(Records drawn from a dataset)
——
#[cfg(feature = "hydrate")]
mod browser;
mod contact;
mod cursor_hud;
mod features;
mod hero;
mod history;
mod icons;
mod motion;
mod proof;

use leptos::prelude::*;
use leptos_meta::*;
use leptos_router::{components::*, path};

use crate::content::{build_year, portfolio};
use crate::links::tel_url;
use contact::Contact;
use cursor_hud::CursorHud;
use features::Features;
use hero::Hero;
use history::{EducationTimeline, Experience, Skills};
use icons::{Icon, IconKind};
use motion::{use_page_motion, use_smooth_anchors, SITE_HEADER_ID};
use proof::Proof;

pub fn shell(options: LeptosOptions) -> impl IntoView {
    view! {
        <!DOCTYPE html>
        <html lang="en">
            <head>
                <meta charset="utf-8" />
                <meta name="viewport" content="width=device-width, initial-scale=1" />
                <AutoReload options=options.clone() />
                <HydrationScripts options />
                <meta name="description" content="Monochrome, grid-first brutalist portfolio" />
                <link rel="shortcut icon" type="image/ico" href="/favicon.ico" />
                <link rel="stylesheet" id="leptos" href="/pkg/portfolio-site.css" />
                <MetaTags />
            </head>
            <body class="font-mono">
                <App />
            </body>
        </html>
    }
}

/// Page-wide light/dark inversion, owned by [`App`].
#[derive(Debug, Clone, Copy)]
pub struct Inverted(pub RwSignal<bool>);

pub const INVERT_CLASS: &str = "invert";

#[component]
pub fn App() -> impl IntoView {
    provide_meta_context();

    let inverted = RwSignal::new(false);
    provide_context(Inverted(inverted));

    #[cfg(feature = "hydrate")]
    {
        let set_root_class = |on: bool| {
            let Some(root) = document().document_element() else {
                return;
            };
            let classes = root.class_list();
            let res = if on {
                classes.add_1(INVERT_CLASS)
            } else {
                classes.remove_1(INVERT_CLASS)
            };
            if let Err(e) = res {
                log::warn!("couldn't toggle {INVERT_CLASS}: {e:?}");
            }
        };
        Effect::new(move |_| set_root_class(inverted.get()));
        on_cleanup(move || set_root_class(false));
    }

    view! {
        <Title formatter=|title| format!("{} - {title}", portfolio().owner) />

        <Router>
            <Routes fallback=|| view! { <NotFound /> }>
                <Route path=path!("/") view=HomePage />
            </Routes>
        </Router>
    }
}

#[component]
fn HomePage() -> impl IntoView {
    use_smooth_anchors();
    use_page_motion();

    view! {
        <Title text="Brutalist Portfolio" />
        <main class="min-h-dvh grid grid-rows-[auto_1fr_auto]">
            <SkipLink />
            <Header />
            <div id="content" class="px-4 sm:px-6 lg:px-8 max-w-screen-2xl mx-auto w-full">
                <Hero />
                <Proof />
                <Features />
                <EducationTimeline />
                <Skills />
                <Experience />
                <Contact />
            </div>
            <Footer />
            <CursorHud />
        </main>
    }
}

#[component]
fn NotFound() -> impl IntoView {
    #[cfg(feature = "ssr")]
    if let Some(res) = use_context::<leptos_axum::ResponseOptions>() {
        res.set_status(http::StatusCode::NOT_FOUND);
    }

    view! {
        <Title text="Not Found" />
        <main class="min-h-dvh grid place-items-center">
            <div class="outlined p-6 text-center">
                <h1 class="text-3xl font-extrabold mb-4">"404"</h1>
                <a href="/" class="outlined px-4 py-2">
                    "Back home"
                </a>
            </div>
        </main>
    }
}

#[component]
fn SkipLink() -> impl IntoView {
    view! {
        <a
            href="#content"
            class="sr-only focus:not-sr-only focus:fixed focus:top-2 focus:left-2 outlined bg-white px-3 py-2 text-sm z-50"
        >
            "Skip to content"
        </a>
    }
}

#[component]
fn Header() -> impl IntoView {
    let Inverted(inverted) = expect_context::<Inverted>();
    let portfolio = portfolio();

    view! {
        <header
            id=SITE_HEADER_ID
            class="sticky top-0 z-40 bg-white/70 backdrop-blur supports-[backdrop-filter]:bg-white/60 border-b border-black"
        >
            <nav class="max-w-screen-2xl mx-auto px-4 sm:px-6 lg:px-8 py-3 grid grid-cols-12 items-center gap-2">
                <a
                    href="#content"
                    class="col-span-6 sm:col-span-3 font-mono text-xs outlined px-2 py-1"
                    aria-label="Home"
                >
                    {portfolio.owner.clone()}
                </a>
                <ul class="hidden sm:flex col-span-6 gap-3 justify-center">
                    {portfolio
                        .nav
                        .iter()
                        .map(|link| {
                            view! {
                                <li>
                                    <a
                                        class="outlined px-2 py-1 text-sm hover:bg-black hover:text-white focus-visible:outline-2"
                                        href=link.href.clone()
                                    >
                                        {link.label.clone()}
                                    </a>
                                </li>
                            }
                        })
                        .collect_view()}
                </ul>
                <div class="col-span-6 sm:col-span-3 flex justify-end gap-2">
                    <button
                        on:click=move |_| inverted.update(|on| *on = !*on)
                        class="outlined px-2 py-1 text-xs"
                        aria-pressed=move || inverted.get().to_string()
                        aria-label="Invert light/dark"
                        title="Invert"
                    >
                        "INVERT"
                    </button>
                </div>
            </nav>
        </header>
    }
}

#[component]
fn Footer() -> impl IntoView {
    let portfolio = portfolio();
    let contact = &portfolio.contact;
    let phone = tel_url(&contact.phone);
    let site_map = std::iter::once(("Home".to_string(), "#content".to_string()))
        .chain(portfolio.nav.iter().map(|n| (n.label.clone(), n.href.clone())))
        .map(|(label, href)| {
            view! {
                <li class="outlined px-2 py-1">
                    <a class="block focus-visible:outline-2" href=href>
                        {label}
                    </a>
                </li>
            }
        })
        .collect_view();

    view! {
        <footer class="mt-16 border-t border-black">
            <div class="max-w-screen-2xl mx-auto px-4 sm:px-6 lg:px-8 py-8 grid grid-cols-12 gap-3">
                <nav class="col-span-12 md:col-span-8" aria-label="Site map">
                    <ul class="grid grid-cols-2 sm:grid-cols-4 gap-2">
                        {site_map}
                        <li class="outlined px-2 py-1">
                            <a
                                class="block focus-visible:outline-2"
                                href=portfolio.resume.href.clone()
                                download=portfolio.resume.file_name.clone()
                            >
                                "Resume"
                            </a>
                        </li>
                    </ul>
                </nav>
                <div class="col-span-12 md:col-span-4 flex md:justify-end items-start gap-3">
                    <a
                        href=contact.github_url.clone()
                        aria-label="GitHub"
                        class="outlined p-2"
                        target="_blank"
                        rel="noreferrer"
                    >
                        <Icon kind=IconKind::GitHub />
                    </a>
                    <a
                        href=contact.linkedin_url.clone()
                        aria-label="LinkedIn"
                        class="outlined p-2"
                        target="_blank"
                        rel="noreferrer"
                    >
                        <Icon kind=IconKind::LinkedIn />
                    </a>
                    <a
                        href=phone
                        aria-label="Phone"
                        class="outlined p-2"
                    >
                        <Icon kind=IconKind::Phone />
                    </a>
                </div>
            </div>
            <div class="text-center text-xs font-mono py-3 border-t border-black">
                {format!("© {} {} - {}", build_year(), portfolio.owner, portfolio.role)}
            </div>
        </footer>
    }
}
——
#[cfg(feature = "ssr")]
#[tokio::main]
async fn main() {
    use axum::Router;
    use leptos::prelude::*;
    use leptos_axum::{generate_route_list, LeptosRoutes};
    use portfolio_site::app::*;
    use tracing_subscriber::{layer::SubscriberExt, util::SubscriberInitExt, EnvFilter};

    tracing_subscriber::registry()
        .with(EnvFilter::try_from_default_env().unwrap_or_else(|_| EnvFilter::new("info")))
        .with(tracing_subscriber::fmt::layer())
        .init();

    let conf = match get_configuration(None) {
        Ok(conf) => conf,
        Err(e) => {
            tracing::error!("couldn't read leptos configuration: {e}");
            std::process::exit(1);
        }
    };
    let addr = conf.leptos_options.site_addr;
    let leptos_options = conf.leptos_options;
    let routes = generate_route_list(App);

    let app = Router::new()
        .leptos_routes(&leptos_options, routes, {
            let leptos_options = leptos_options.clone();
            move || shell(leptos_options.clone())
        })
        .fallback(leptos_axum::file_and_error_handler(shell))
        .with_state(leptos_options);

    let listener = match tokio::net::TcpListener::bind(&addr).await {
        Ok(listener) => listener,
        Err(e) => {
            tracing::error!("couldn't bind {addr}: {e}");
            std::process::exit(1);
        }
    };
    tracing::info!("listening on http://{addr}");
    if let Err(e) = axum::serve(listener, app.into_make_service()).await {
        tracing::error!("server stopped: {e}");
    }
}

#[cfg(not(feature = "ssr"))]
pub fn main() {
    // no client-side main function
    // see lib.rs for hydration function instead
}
——
If a line of the entries contains "font", it counts; say how many such lines there are and give only the number.

4